In fact, if we were watching a spy story B movie, the exchange would have take place at midnight. Possiblyunder a pouring rain. But the scene would have been too dark. The writer, however, thought that the cameras placed on the Russian side of the Piusa River, which marks the border with Estonia, could shoot better the exchange of Eston Kohver with the Russian spy Aleksei Dressen in daylight.
Many newspapers have interpreted it as a sign of lowering tensions between Russia and Estonia, others as a gesture of Putin rapprochement to the West.
The truth, unfortunately, is that we have seen no “spy swap”, but only a confirmation that Putin’s Russia, like the Soviet Union, is not a fair player.
Orchestrated maneuver?
Other observer has rightly pointed out that the timing of Kohver’s release of, two days before Putin’s speech at the UN, let think of a carefully orchestrated maneuver. After all, who has never seen a spy swap live on TV?
Because in Russia it’s good thing to be too suspicious, we could assume that the whole Kohver affair was orchestrated from the very beginning to get to an exchange with Dressen.
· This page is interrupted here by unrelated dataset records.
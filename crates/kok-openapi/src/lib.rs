//! API documentation for kok services.
//!
//! Responses are documented by running each operation's codec, not by
//! guessing its output:
//!
//! ```
//! use std::sync::Arc;
//! use kok_core::CodecRegistry;
//! use kok_openapi::{Deriver, ResponseSchema};
//! use serde_json::json;
//!
//! let deriver = Deriver::new(Arc::new(CodecRegistry::new()));
//! let resp = deriver.success_response("GetProfile", 200, &json!({"id": "1"}))?;
//!
//! assert_eq!(resp.content_type, "application/json; charset=utf-8");
//! assert_eq!(resp.body, Some(json!({"id": "1"})));
//! # Ok::<(), kok_openapi::OpenApiError>(())
//! ```
//!
//! [`OpenApiGenerator`] turns a compiled [`Specification`](kok_parse::Specification)
//! into an OpenAPI 3.0 document; [`OpenApiBuilder`] merges documents.

mod builder;
mod config;
mod error;
mod generate;
mod schema;
mod types;

pub use builder::OpenApiBuilder;
pub use config::DocConfig;
pub use error::OpenApiError;
pub use generate::{OpenApiGenerator, infer_json_type, value_schema};
pub use schema::{Deriver, FailureErrorsFn, FailuresFn, Response, ResponseSchema, is_media_type};
pub use types::*;

/// Result type for documentation operations.
pub type Result<T> = std::result::Result<T, OpenApiError>;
Eston Kohver was arrested by the Russian secret service on September 5, 2014 in a military operation with the use of stun grenades and radio jammer. He was on a mission with the KAPO, the internal security service of Estonia. He was investigating the smuggling across the Russian-Estonian border at Luhamaa. He was supposed to meet an informant in a forest near the border. He reappeared the next day on Russian TV, hooded between two FSB agents in handcuffs.
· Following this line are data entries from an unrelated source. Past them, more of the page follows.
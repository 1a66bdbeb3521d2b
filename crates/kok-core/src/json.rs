//! Default JSON codec.

use std::collections::HashMap;
use std::error::Error as StdError;
use std::fmt;
use std::sync::Arc;

use http::{HeaderMap, StatusCode};
use serde::{Deserialize, Serialize};
use serde_json::Value;
use tracing::warn;

use crate::Result;
use crate::codec::{Codec, ResponseWriter, set_content_type};
use crate::error::{BoxError, Error, ErrorCode, code_message_from_error, status_from_error};

/// Content type written by [`JsonCodec`].
pub const CONTENT_TYPE_JSON: &str = "application/json; charset=utf-8";

/// Maps an error to the status of its failure response.
pub type StatusLookup = Arc<dyn Fn(&(dyn StdError + 'static)) -> StatusCode + Send + Sync>;

/// Maps an error to the `(code, message)` of its failure envelope.
pub type CodeMessageLookup =
    Arc<dyn Fn(&(dyn StdError + 'static)) -> (String, String) + Send + Sync>;

/// Inner object of the failure envelope.
#[derive(Debug, Clone, PartialEq, Eq, Serialize, Deserialize)]
pub struct ErrorResponse {
    pub code: String,
    pub message: String,
}

impl ErrorResponse {
    pub fn new(code: ErrorCode, message: impl Into<String>) -> Self {
        Self {
            code: code.as_str().to_string(),
            message: message.into(),
        }
    }
}

impl fmt::Display for ErrorResponse {
    fn fmt(&self, f: &mut fmt::Formatter<'_>) -> fmt::Result {
        write!(f, "{}: {}", self.code, self.message)
    }
}

/// Failure envelope: `{"error": {"code": ..., "message": ...}}`.
#[derive(Debug, Clone, PartialEq, Eq, Serialize, Deserialize)]
pub struct FailureResponse {
    pub error: ErrorResponse,
}

impl FailureResponse {
    pub fn new(code: impl Into<String>, message: impl Into<String>) -> Self {
        Self {
            error: ErrorResponse {
                code: code.into(),
                message: message.into(),
            },
        }
    }
}

/// Encodes and decodes a single named request parameter.
pub trait ParamCodec: Send + Sync {
    fn decode(&self, name: &str, value: &str) -> std::result::Result<Value, BoxError>;
    fn encode(&self, name: &str, value: &Value) -> String;
}

/// Plain string coercion: parameters decode to JSON strings and encode to
/// their textual form. Arrays encode as comma-separated lists.
#[derive(Debug, Clone, Copy, Default)]
pub struct PlainParamCodec;

impl ParamCodec for PlainParamCodec {
    fn decode(&self, _name: &str, value: &str) -> std::result::Result<Value, BoxError> {
        Ok(Value::String(value.to_string()))
    }

    fn encode(&self, name: &str, value: &Value) -> String {
        match value {
            Value::Null => String::new(),
            Value::String(s) => s.clone(),
            Value::Array(items) => items
                .iter()
                .map(|item| self.encode(name, item))
                .collect::<Vec<_>>()
                .join(","),
            other => other.to_string(),
        }
    }
}

/// JSON request/response codec with the canonical failure envelope.
///
/// # Example
///
/// ```
/// use kok_core::{Codec, Error, ErrorCode, JsonCodec, ResponseRecorder};
///
/// let codec = JsonCodec::new();
/// let mut rec = ResponseRecorder::new();
/// codec
///     .encode_failure_response(&mut rec, &Error::new(ErrorCode::NotFound, "no profile"))
///     .unwrap();
///
/// assert_eq!(rec.status().as_u16(), 404);
/// let err = codec.decode_failure_response(rec.body()).unwrap();
/// assert_eq!(err.code(), "NOT_FOUND");
/// ```
#[derive(Clone)]
pub struct JsonCodec {
    param_codecs: HashMap<String, Arc<dyn ParamCodec>>,
    default_param_codec: Arc<dyn ParamCodec>,
    status_lookup: StatusLookup,
    code_message_lookup: CodeMessageLookup,
}

impl Default for JsonCodec {
    fn default() -> Self {
        Self::new()
    }
}

impl fmt::Debug for JsonCodec {
    fn fmt(&self, f: &mut fmt::Formatter<'_>) -> fmt::Result {
        let mut params: Vec<_> = self.param_codecs.keys().collect();
        params.sort();
        f.debug_struct("JsonCodec")
            .field("param_codecs", &params)
            .finish_non_exhaustive()
    }
}

impl JsonCodec {
    pub fn new() -> Self {
        Self {
            param_codecs: HashMap::new(),
            default_param_codec: Arc::new(PlainParamCodec),
            status_lookup: Arc::new(status_from_error),
            code_message_lookup: Arc::new(code_message_from_error),
        }
    }

    /// Use `codec` for the parameter `name`.
    pub fn with_param_codec(mut self, name: impl Into<String>, codec: impl ParamCodec + 'static) -> Self {
        self.param_codecs.insert(name.into(), Arc::new(codec));
        self
    }

    /// Use `codec` for parameters without their own codec.
    pub fn with_default_param_codec(mut self, codec: impl ParamCodec + 'static) -> Self {
        self.default_param_codec = Arc::new(codec);
        self
    }

    pub fn with_status_lookup<F>(mut self, lookup: F) -> Self
    where
        F: Fn(&(dyn StdError + 'static)) -> StatusCode + Send + Sync + 'static,
    {
        self.status_lookup = Arc::new(lookup);
        self
    }

    pub fn with_code_message_lookup<F>(mut self, lookup: F) -> Self
    where
        F: Fn(&(dyn StdError + 'static)) -> (String, String) + Send + Sync + 'static,
    {
        self.code_message_lookup = Arc::new(lookup);
        self
    }

    fn param_codec(&self, name: &str) -> &dyn ParamCodec {
        self.param_codecs
            .get(name)
            .map(|c| c.as_ref())
            .unwrap_or(self.default_param_codec.as_ref())
    }

    /// Status and envelope this codec produces for `err`.
    pub fn failure_for(&self, err: &(dyn StdError + 'static)) -> (StatusCode, FailureResponse) {
        let status = (self.status_lookup)(err);
        let (code, message) = (self.code_message_lookup)(err);
        (status, FailureResponse::new(code, message))
    }

    /// Serialize `body` as JSON into `w`.
    pub fn write_json<T: Serialize + ?Sized>(
        &self,
        w: &mut dyn ResponseWriter,
        status: StatusCode,
        body: &T,
    ) -> Result<()> {
        let bytes = serde_json::to_vec(body).map_err(Error::internal)?;
        set_content_type(w.headers_mut(), CONTENT_TYPE_JSON);
        w.write_status(status);
        w.write_body(&bytes);
        Ok(())
    }
}

impl Codec for JsonCodec {
    fn decode_request_param(&self, name: &str, value: &str) -> Result<Value> {
        self.param_codec(name)
            .decode(name, value)
            .map_err(|err| {
                Error::new(ErrorCode::InvalidArgument, format!("param {name}: {err}")).with_source(err)
            })
    }

    fn decode_request_body(&self, body: &[u8]) -> Result<Value> {
        serde_json::from_slice(body).map_err(Error::invalid_argument)
    }

    fn encode_success_response(
        &self,
        w: &mut dyn ResponseWriter,
        status: StatusCode,
        body: &Value,
    ) -> Result<()> {
        self.write_json(w, status, &self.success_response(body))
    }

    fn encode_failure_response(
        &self,
        w: &mut dyn ResponseWriter,
        err: &(dyn StdError + 'static),
    ) -> Result<()> {
        let (status, envelope) = self.failure_for(err);
        if status.is_server_error() {
            warn!(status = status.as_u16(), code = %envelope.error.code, error = %err, "failure response");
        }
        self.write_json(w, status, &envelope)
    }

    fn encode_request_param(&self, name: &str, value: &Value) -> String {
        self.param_codec(name).encode(name, value)
    }

    fn encode_request_body(&self, body: &Value) -> Result<(Vec<u8>, HeaderMap)> {
        let bytes = serde_json::to_vec(body).map_err(Error::internal)?;
        let mut headers = HeaderMap::new();
        set_content_type(&mut headers, CONTENT_TYPE_JSON);
        Ok((bytes, headers))
    }

    fn decode_success_response(&self, body: &[u8]) -> Result<Value> {
        serde_json::from_slice(body).map_err(Error::internal)
    }

    fn decode_failure_response(&self, body: &[u8]) -> Result<Error> {
        let resp: FailureResponse = serde_json::from_slice(body).map_err(Error::internal)?;
        Ok(Error::with_code(resp.error.code, resp.error.message))
    }
}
The border police of the two countries immediately investigated the arrest of Kohver, but the Russian and the Estonian versions do not agree on which side of the border Kohver has been arrested. The Russians say they have found him on their territory, while preparing for a spy mission. For this he went on trial and sentenced in August to 15 years. After a few weeks started the contacts with the Estonian authorities and the exchange with Dressen.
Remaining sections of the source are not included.